Fall Seminar Series - November 17, 2005
University of Minnesota
School of Statistics
College of Liberal Arts
Some
Recent Work on Multiple Comparisons: Non-discovery Rate and Stratified
False Discovery Control
Radu Craiu
Department of Statistics
University of Toronto
Thursday, November 17, 2005
3:30 PM, 115
Ford Hall
Minneapolis, East Bank Campus
Social at 3:00 PM, 300 Ford Hall
Abstract
The
multiplicity problem has become increasingly important in many
scientific studies. The control of false discovery rate (FDR)
represents a different point of view than the classical control of
the familywise error rate (FWER). In this talk, I will present our
recent work on two FDR-related problems. I will first discuss a new
quantity of interest, non-discovery rate (NDR) which is the fraction of
non-rejections among the cases in which the null hypotheses are
false. I will describe the property and utility of NDR and use it to
address several issues including a). type II error rate and power in
the context of multiple hypothesis testing. b). trade-off relationship
between FDR and NDR. c). choice of an appropriate FDR level. Secondly,
I will investigate the performance of false discovery control after a
set of p-values has been stratified based on auxilliary information.
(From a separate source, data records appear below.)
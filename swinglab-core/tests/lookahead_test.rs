//! Higher-timeframe bars must stay invisible until they have closed.
//!
//! The trend series is daily while execution is hourly, so during any
//! trading day the current daily bar is still forming. Its close is
//! unknowable at execution time; the run must produce identical output
//! whether that bar is absent, or present with any value at all.

use chrono::{Duration, TimeZone, Utc};
use swinglab_core::domain::Bar;
use swinglab_core::{Backtester, StrategyConfig};

fn hourly_bars(closes: &[f64]) -> Vec<Bar> {
    let base = Utc.with_ymd_and_hms(2024, 1, 10, 0, 0, 0).unwrap();
    closes
        .iter()
        .enumerate()
        .map(|(i, &close)| Bar {
            timestamp: base + Duration::hours(i as i64),
            open: close,
            high: close,
            low: close,
            close,
            volume: 1_000.0,
        })
        .collect()
}

fn daily_bar(day: u32, close: f64) -> Bar {
    Bar {
        timestamp: Utc.with_ymd_and_hms(2024, 1, day, 0, 0, 0).unwrap(),
        open: close,
        high: close + 1.0,
        low: close - 1.0,
        close,
        volume: 10_000.0,
    }
}

#[test]
fn forming_higher_tf_bar_cannot_influence_the_run() {
    // A series that trades: RSI(2) dips at bar 3 and crosses back up at
    // bar 4, with the higher timeframe trending up.
    let closes = [
        100.0, 101.0, 102.0, 94.0, 96.0, 98.0, 100.0, 102.0, 104.0, 106.0, 108.0, 110.0, 107.0,
        104.0, 101.5,
    ];
    let exec = hourly_bars(&closes);
    let config = StrategyConfig {
        rsi_period: 2,
        atr_period: 2,
        ..Default::default()
    };

    // Closed daily bars: Jan 1 through Jan 9.
    let closed: Vec<Bar> = (1..=9).map(|d| daily_bar(d, 99.0 + d as f64)).collect();

    // The Jan 10 bar closes at Jan 11 00:00, after every execution bar.
    let mut with_crash = closed.clone();
    with_crash.push(daily_bar(10, 1.0)); // would flip the trend bearish
    let mut with_spike = closed.clone();
    with_spike.push(daily_bar(10, 1_000_000.0));

    let engine = Backtester::new(config).unwrap();
    let baseline = engine.run(&exec, &closed).unwrap();
    let crash = engine.run(&exec, &with_crash).unwrap();
    let spike = engine.run(&exec, &with_spike).unwrap();

    // The baseline actually trades, so the comparison is not vacuous.
    assert_eq!(baseline.trades.len(), 1);

    let baseline_json = serde_json::to_string(&baseline).unwrap();
    assert_eq!(baseline_json, serde_json::to_string(&crash).unwrap());
    assert_eq!(baseline_json, serde_json::to_string(&spike).unwrap());
}

#[test]
fn closed_higher_tf_bars_do_influence_the_run() {
    // Control for the test above: changing a bar that HAS closed changes
    // the outcome (a sideways trend blocks the entry in both directions).
    let closes = [100.0, 101.0, 102.0, 94.0, 96.0, 98.0, 100.0, 102.0];
    let exec = hourly_bars(&closes);
    let config = StrategyConfig {
        rsi_period: 2,
        atr_period: 2,
        ..Default::default()
    };

    let rising: Vec<Bar> = (1..=9).map(|d| daily_bar(d, 99.0 + d as f64)).collect();
    let sideways: Vec<Bar> = (1..=9).map(|d| daily_bar(d, 110.0)).collect();

    let engine = Backtester::new(config).unwrap();
    let up = engine.run(&exec, &rising).unwrap();
    let flat = engine.run(&exec, &sideways).unwrap();

    assert!(!up.audit.is_empty());
    assert_eq!(flat.trades.len(), 0);
    assert!(flat
        .equity_curve
        .iter()
        .all(|p| p.state == swinglab_core::domain::PositionSide::Flat));
}
//! SwingLab Core: bar-by-bar backtest simulation engine.
//!
//! The crate contains:
//! - Domain types (bars, positions, trades, equity points, audit entries)
//! - Indicator provider (RSI, ATR, EMA) with pre-loop NaN resolution
//! - Signal generator (RSI threshold crosses gated by a higher-timeframe
//!   trend filter, session calendar, volume filter)
//! - Position/risk engine (ATR-scaled stops, ratcheting trailing targets,
//!   risk-fraction sizing under two platform conventions, cooldown,
//!   depleted-balance halt)
//!
//! Performance analytics over the resulting ledger live in
//! `swinglab-runner`, which also hosts the parallel batch driver.

pub mod calendar;
pub mod config;
pub mod data;
pub mod domain;
pub mod engine;
pub mod indicators;
pub mod signal;

pub use config::{ConfigError, Platform, StrategyConfig};
pub use data::DataError;
pub use engine::{Backtester, BacktestError, RunResult};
Under the fixed rejection region
framework, I will demonstrate that the aggregated FDR is a weighted
average of
the stratified FDR. Under the fixed FDR framework, I will provide the
condition under which the expected total number of correct
rejections from the stratified FDR approach is greater than that from
the aggregated FDR approach. For both problems, I will illustrate the
ideas with analyses of microarray gene-expression data, pedigree
data and genome-wide association data.
This is joint work with Lei Sun from the Departments of Public Health
Sciences and Statistics, University of Toronto.